Task item ::
Go through the data below. List every line that holds the word "transparent".

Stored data

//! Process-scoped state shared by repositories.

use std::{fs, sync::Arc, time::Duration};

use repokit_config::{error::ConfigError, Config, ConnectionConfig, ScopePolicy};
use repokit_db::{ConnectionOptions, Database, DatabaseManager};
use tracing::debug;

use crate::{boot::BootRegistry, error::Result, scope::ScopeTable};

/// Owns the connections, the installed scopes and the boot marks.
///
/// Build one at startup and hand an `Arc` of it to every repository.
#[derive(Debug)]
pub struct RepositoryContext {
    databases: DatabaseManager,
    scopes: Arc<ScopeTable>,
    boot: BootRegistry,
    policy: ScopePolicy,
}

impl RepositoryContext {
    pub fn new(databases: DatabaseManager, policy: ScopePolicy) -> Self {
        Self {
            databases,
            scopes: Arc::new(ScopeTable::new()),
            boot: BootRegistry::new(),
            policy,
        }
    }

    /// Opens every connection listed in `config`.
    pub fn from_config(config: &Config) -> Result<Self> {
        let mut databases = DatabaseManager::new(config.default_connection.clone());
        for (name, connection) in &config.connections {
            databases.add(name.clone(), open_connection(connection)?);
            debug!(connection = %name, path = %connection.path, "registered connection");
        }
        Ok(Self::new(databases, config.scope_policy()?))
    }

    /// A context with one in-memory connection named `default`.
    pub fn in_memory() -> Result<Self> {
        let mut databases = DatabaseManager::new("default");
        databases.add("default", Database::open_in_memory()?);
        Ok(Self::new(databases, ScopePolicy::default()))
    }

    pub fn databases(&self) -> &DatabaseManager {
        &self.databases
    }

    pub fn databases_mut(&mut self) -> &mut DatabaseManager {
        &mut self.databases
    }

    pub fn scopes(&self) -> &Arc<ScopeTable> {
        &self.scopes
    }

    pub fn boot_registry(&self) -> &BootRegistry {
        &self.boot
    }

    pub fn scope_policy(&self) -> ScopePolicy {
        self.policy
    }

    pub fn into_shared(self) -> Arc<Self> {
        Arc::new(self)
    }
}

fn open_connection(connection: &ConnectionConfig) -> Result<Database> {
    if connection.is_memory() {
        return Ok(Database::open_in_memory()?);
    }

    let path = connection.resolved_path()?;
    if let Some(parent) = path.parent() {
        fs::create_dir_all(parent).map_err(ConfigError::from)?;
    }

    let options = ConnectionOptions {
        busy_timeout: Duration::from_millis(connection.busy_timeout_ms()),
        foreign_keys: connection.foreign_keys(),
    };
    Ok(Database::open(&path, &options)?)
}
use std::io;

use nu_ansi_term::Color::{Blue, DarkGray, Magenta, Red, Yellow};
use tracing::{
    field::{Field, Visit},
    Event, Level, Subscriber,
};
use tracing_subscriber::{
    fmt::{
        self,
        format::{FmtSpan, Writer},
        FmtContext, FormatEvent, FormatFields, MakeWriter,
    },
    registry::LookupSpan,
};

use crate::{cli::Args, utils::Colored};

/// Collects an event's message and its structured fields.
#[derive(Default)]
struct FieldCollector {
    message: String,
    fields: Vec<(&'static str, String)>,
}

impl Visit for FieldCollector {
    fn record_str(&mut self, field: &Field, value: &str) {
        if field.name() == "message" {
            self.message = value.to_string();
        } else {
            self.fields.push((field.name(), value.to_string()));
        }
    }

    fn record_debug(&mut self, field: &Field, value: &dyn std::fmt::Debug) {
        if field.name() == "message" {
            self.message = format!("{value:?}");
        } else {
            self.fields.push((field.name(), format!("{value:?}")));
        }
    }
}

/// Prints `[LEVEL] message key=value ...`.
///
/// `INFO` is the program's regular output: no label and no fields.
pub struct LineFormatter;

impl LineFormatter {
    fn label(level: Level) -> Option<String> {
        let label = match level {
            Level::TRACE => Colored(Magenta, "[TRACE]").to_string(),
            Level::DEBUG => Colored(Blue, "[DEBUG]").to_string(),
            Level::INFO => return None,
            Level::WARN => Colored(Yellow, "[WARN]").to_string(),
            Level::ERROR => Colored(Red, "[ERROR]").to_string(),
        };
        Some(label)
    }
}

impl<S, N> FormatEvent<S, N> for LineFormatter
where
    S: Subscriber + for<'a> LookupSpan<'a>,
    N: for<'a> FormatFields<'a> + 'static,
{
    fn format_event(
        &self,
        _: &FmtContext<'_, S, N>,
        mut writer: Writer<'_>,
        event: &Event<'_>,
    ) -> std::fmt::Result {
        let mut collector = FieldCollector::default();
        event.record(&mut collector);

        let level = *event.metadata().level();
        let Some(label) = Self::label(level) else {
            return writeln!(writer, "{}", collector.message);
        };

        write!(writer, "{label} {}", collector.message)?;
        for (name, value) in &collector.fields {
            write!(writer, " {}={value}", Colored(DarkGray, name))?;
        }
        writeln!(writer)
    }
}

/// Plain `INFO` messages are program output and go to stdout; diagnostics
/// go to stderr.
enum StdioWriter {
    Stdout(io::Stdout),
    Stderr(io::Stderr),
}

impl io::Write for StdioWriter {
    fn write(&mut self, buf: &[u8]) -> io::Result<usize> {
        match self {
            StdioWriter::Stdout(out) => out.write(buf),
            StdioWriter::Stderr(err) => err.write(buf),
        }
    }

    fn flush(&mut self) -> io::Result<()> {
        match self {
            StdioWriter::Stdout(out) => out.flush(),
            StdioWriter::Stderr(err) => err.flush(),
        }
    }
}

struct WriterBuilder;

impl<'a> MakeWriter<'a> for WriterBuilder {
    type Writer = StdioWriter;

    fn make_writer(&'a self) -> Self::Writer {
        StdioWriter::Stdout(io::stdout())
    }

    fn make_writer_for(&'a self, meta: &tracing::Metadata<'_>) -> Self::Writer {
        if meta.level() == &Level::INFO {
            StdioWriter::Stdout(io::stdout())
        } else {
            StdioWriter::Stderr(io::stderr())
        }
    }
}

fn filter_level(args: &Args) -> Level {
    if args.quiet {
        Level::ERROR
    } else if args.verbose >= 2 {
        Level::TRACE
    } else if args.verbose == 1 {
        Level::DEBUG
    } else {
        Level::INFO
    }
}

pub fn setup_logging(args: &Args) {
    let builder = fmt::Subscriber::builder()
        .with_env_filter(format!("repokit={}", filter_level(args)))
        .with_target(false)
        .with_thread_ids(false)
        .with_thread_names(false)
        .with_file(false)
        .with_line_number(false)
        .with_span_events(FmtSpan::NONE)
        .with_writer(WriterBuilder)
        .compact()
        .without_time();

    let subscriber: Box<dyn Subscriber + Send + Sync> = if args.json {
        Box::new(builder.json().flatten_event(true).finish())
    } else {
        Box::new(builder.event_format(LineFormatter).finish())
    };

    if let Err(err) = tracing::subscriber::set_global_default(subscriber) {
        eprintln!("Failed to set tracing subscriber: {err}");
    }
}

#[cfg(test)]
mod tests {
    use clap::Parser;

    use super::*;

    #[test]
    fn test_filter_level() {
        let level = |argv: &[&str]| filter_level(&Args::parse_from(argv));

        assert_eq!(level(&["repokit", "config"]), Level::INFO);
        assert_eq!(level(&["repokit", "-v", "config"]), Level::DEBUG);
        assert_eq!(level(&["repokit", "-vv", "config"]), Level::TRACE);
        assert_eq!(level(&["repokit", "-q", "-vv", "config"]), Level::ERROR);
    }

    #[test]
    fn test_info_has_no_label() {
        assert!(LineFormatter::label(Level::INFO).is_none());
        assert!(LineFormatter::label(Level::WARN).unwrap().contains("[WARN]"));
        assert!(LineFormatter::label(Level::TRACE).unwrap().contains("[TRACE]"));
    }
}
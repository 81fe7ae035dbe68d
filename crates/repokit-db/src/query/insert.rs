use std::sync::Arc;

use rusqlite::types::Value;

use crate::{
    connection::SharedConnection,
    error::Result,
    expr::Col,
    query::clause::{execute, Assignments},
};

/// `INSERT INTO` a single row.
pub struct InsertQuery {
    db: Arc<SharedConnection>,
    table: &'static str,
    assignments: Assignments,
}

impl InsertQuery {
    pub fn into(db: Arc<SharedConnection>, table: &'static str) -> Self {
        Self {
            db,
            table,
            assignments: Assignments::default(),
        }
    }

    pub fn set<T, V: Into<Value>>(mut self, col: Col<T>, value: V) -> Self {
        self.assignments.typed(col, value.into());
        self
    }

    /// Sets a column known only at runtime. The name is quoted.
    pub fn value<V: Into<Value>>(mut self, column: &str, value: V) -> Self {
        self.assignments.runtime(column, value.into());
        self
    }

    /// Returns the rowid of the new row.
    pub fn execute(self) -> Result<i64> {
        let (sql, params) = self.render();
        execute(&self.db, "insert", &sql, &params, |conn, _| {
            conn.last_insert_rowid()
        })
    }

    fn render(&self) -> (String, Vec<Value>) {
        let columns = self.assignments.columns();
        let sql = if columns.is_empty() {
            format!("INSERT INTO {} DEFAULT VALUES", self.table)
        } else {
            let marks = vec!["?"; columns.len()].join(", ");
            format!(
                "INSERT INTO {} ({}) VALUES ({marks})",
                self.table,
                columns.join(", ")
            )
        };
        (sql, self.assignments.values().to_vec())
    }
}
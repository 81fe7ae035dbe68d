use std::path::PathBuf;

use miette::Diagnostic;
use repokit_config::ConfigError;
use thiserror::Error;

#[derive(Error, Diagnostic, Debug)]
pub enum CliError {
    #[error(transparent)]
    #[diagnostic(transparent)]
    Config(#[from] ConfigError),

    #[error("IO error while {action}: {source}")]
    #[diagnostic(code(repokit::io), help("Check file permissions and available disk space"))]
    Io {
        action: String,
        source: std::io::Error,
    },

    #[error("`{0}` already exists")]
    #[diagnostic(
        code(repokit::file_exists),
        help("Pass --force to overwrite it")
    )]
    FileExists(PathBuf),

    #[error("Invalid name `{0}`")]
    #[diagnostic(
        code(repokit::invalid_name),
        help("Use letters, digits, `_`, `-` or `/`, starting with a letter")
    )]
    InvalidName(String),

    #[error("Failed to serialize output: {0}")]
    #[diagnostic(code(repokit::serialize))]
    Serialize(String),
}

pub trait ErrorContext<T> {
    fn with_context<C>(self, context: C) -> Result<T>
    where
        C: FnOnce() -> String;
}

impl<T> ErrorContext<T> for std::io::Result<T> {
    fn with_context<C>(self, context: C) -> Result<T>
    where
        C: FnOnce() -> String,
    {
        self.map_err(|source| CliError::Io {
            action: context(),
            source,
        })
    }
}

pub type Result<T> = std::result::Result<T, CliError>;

==

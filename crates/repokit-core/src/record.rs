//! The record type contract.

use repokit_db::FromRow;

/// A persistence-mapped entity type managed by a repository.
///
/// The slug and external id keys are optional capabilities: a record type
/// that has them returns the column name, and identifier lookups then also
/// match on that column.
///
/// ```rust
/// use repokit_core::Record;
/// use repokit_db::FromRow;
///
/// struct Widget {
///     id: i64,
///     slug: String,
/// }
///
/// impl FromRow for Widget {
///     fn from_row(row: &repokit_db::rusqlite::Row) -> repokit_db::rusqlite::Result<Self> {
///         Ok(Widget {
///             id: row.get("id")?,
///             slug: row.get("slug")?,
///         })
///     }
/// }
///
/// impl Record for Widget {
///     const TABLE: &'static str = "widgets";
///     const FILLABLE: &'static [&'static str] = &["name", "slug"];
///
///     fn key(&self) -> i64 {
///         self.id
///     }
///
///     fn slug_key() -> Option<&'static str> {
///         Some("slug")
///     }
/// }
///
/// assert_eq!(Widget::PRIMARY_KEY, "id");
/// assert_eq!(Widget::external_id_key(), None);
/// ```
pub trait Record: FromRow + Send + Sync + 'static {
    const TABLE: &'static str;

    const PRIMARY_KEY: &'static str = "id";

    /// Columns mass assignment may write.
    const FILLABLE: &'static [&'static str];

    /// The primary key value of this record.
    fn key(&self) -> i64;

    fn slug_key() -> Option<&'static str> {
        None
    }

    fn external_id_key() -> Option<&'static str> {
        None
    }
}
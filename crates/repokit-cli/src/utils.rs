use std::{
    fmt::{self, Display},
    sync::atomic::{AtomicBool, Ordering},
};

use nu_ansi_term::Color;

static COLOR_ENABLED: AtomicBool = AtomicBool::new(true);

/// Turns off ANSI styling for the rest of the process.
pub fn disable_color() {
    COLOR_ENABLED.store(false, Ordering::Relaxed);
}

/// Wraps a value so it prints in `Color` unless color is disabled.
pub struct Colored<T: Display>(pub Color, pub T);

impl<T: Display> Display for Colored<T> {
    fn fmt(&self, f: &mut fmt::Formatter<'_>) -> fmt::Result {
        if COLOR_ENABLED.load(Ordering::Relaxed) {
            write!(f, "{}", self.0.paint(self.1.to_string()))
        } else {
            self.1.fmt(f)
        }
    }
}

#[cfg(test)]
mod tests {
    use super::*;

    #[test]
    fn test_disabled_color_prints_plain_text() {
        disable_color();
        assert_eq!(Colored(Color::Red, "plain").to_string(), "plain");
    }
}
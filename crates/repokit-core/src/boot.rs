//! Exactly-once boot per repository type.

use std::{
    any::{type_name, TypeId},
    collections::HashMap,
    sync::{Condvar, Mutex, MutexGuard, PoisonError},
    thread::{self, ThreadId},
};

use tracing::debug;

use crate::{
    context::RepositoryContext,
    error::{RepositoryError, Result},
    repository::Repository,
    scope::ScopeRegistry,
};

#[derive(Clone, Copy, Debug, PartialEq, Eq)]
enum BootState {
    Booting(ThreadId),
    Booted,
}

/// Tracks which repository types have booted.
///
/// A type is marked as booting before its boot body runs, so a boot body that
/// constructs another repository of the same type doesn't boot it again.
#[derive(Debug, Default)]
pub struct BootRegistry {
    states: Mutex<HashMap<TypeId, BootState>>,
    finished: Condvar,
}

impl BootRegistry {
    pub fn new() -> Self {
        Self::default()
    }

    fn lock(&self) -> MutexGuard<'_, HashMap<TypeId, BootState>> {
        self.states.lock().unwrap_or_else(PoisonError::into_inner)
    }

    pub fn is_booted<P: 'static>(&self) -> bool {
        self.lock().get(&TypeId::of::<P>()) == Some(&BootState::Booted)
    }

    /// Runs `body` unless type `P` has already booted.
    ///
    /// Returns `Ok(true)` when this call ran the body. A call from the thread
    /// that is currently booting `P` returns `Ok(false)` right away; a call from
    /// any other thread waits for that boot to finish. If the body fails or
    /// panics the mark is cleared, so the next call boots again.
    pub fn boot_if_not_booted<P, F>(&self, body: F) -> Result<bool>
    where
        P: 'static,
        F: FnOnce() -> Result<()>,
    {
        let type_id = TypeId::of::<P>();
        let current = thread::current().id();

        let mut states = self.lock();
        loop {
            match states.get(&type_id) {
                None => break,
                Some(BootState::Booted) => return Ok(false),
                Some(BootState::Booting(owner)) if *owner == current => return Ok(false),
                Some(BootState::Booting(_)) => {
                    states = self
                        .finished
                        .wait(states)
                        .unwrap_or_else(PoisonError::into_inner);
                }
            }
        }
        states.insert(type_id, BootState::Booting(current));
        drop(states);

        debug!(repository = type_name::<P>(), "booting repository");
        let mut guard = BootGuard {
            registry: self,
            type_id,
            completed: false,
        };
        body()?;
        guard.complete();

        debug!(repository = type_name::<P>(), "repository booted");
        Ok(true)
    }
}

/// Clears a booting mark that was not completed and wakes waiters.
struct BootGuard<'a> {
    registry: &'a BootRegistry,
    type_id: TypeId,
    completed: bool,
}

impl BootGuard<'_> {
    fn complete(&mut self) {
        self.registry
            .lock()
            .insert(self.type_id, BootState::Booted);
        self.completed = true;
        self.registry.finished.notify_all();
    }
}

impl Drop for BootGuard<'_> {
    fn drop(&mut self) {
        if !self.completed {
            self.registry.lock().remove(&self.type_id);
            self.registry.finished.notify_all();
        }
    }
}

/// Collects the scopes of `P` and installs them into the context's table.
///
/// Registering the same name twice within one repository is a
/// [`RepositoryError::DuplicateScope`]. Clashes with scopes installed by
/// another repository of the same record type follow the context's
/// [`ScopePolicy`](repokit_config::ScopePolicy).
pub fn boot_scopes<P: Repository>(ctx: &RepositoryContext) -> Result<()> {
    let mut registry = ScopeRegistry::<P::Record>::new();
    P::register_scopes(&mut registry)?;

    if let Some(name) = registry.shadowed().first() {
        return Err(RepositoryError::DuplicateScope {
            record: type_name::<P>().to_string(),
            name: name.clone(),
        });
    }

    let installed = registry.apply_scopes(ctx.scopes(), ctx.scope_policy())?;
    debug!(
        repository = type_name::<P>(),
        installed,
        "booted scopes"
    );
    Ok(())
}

...

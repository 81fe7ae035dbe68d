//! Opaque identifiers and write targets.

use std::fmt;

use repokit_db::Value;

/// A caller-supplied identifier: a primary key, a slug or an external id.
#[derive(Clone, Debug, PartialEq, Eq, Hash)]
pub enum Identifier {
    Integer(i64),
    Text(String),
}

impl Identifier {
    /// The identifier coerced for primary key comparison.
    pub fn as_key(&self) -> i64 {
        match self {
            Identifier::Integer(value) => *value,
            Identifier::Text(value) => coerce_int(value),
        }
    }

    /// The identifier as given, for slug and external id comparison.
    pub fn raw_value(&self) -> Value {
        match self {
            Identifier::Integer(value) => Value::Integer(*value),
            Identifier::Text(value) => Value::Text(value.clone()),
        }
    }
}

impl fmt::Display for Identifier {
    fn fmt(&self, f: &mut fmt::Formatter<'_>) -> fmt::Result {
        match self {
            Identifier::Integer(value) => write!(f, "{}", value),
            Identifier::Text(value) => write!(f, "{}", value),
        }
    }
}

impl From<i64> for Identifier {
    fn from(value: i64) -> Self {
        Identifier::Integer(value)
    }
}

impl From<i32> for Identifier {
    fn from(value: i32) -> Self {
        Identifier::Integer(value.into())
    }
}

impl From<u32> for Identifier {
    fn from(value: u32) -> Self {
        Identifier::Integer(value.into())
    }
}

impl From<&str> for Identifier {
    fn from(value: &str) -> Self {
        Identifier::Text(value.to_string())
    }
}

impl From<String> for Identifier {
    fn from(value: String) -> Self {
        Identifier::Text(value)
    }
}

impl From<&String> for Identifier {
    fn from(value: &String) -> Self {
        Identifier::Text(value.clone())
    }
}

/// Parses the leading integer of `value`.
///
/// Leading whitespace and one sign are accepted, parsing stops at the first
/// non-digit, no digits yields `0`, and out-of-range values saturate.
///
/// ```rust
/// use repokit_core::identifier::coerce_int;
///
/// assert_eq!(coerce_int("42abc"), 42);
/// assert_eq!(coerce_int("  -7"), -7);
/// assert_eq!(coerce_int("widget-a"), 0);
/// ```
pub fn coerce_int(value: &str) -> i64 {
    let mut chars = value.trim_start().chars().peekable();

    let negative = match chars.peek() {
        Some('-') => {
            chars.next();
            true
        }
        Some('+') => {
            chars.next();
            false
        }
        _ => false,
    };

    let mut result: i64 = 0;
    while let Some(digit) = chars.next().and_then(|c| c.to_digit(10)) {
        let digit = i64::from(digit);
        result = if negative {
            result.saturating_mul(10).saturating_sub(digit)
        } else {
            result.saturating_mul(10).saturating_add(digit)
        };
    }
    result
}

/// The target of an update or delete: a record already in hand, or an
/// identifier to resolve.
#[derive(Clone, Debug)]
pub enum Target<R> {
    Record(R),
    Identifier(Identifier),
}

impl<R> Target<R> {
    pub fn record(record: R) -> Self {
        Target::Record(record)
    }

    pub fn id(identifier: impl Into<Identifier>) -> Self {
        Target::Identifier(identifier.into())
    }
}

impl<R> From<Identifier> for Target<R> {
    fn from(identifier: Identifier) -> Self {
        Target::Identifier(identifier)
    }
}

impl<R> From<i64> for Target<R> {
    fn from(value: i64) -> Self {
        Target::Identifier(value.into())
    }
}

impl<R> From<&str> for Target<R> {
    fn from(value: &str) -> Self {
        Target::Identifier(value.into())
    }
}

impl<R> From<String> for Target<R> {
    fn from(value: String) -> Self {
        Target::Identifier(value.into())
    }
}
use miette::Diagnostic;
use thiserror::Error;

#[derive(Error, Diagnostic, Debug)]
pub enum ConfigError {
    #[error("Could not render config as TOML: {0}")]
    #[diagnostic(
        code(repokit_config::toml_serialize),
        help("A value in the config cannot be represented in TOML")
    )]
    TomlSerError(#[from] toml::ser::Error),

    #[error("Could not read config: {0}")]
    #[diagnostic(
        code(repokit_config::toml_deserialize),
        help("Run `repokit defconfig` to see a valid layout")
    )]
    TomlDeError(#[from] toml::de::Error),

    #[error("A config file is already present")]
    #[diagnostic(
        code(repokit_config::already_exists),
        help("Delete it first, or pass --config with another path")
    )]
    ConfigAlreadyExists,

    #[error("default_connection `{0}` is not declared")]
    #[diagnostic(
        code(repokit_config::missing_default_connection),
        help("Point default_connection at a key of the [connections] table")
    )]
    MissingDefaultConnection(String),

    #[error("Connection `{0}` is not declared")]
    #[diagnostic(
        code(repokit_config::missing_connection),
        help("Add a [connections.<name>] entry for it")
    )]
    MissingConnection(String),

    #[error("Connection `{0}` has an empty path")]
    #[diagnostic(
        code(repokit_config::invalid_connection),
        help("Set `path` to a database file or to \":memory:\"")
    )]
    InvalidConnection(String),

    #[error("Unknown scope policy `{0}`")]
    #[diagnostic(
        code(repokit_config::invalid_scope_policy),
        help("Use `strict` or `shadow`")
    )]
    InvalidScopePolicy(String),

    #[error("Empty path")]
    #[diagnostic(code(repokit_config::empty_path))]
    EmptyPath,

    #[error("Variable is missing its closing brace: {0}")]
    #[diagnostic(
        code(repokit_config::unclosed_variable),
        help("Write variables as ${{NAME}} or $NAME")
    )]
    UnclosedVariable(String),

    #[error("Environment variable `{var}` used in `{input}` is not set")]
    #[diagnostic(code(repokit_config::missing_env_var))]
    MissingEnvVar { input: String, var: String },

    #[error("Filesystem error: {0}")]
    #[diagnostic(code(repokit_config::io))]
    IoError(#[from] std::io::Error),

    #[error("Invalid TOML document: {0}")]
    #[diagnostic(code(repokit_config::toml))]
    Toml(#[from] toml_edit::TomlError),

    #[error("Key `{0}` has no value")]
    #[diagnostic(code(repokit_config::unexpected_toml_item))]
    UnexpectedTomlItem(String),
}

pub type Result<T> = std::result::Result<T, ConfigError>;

Finished exercise ::
    #[error(transparent)]
    #[diagnostic(transparent)]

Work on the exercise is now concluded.